Filter the entries down to the lines containing "Starting", and copy those lines.
--- Record extracts Enclosed Below ---
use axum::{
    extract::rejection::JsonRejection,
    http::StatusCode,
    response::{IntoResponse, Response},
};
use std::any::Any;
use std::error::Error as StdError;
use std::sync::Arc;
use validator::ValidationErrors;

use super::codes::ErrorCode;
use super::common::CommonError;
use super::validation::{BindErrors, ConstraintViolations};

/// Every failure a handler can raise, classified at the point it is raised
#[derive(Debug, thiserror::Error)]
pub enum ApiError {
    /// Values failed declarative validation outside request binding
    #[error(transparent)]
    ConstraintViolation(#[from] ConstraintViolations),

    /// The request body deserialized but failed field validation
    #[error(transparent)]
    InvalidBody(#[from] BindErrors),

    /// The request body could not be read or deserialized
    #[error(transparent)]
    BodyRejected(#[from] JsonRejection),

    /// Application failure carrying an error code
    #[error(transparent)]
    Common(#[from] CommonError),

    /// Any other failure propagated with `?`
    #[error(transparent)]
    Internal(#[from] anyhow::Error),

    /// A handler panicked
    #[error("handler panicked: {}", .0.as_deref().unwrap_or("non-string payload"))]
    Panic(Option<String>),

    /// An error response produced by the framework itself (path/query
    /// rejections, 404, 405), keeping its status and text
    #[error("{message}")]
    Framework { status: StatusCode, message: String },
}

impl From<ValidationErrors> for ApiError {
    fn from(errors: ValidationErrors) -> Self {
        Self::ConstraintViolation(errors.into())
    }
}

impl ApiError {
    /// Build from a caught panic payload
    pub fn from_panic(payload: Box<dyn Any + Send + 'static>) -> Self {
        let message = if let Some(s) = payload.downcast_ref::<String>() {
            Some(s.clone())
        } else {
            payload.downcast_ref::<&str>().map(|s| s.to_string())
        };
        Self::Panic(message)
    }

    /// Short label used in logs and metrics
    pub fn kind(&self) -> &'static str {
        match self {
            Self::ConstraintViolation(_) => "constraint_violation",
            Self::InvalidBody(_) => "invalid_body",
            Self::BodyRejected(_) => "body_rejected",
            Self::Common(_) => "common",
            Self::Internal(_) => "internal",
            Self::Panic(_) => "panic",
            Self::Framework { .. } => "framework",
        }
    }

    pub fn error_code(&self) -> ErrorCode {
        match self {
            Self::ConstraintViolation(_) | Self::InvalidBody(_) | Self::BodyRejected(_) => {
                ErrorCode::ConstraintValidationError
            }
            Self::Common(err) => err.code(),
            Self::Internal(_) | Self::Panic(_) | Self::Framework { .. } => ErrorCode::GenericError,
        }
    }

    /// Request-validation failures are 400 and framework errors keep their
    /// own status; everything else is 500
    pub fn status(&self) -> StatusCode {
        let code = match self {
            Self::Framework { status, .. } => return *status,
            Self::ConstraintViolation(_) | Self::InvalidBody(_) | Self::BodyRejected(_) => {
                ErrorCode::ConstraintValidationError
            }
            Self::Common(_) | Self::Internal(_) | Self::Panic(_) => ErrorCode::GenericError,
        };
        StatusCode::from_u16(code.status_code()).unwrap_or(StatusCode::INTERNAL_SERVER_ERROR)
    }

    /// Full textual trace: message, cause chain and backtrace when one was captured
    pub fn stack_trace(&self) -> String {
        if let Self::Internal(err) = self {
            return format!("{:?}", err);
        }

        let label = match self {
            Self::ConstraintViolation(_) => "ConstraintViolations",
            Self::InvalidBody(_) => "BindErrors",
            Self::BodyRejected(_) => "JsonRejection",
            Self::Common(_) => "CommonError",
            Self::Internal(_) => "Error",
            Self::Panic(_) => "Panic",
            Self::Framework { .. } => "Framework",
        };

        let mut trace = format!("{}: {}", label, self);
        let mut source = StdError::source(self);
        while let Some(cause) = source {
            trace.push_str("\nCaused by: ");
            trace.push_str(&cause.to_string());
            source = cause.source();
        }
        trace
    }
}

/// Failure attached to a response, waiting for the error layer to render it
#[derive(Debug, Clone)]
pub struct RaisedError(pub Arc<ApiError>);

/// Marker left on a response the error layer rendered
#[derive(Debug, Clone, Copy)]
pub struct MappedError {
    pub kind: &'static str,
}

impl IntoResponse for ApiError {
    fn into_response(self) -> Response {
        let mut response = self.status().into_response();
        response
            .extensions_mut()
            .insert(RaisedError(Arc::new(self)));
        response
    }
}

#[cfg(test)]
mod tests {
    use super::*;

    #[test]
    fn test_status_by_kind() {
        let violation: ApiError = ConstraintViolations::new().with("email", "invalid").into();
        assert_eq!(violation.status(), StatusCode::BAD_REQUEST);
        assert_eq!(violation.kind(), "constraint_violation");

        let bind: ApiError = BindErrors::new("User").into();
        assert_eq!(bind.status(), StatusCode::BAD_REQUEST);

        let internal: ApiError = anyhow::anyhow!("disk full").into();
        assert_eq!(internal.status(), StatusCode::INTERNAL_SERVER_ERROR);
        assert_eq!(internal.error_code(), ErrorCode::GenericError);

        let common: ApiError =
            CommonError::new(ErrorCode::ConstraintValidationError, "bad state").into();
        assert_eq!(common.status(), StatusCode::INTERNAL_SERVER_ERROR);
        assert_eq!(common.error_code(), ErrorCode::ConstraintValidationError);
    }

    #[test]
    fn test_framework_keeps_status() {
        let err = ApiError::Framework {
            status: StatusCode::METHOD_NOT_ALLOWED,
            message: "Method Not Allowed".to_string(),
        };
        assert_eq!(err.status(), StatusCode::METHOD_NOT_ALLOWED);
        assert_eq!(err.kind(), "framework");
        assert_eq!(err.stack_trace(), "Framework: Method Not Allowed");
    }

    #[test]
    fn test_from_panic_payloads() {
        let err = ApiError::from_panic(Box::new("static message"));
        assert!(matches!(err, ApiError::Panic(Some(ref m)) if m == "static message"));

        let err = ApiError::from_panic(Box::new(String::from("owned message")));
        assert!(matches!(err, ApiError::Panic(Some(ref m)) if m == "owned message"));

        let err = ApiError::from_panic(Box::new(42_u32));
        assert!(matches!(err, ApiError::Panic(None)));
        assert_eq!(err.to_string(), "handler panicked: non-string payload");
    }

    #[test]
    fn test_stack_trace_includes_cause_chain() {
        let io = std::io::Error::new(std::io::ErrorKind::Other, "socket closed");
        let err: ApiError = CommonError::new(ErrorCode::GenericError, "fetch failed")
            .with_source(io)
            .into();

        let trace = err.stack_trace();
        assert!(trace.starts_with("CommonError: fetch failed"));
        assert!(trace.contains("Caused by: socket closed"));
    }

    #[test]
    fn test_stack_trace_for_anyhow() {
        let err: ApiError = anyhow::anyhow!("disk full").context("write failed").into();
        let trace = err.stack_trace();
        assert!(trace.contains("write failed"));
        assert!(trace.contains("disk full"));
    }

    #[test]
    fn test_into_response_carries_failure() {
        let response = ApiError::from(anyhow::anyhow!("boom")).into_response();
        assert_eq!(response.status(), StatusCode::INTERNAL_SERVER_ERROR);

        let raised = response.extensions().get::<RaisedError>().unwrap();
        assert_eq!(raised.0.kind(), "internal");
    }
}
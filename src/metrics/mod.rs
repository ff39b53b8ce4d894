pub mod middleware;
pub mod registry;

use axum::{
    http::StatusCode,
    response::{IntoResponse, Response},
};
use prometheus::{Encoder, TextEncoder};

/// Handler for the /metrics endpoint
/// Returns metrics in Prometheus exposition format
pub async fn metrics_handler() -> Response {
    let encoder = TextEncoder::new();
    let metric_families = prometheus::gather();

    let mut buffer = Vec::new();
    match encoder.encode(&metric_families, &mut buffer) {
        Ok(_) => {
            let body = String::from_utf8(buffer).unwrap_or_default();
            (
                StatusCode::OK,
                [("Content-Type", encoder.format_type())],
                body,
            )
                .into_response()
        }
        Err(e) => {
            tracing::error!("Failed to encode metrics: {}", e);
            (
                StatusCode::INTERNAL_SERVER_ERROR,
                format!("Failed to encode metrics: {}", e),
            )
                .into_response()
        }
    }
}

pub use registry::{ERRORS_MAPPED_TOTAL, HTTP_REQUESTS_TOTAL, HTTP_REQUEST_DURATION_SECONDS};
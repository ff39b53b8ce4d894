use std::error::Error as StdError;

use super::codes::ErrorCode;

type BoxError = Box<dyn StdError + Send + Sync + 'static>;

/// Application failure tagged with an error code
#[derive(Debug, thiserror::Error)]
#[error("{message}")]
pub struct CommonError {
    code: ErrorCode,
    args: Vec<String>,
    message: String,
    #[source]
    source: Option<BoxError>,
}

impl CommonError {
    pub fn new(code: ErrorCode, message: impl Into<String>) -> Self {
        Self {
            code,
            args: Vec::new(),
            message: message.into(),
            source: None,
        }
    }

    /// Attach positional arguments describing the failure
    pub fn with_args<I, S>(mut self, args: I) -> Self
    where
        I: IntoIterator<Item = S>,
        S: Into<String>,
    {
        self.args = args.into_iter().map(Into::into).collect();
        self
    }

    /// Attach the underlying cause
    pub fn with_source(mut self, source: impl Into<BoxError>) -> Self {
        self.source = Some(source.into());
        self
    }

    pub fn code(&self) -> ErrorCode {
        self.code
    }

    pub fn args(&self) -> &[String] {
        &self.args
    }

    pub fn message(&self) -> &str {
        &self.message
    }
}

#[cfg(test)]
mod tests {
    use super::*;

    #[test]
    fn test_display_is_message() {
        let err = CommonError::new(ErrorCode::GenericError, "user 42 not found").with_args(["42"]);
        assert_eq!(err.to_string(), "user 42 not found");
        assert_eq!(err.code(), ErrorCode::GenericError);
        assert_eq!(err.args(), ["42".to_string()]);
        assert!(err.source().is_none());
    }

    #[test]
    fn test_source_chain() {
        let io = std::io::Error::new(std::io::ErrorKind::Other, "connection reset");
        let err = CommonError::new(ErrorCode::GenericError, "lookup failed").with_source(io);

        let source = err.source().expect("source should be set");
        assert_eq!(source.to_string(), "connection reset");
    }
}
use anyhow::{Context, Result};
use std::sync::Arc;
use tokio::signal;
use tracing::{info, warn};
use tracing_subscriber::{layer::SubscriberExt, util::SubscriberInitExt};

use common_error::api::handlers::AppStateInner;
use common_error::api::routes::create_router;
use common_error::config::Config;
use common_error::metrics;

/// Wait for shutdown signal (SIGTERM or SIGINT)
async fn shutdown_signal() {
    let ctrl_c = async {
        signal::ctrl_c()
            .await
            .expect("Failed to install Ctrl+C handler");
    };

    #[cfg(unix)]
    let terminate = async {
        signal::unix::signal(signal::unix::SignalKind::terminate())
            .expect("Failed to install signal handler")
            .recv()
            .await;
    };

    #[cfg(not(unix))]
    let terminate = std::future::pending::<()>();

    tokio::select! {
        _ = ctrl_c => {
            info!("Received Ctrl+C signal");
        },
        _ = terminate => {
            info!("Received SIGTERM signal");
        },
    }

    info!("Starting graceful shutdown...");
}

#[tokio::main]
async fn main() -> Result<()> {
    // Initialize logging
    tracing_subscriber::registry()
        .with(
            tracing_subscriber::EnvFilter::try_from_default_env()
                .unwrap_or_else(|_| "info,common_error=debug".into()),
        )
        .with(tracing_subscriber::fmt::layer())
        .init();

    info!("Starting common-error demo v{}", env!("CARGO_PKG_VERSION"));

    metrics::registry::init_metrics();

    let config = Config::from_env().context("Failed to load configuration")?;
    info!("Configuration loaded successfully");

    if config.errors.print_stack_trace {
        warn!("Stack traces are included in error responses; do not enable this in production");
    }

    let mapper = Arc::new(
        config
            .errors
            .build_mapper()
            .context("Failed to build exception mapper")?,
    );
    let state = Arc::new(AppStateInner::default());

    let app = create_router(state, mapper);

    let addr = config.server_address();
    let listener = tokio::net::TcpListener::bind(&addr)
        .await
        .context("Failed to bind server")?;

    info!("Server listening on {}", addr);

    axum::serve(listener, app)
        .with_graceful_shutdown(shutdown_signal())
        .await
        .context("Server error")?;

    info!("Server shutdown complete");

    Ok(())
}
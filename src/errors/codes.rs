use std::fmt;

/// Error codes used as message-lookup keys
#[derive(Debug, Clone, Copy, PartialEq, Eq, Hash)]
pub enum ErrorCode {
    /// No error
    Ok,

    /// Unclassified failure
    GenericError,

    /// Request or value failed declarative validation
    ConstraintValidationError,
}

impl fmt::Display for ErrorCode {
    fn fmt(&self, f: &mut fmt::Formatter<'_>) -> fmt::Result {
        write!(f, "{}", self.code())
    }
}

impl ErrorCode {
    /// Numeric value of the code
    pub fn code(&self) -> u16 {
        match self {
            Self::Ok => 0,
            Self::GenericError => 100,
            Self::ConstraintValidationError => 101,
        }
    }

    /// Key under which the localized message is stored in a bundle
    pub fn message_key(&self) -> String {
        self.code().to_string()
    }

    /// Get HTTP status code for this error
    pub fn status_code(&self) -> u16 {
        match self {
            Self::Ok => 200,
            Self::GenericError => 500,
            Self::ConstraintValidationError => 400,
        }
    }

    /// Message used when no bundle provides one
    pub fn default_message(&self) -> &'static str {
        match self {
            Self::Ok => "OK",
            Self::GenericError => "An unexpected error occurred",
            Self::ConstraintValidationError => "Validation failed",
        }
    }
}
--- End of Enclosed Record extracts ---
* Result of this task:
    info!("Starting graceful shutdown...");
    info!("Starting common-error demo v{}", env!("CARGO_PKG_VERSION"));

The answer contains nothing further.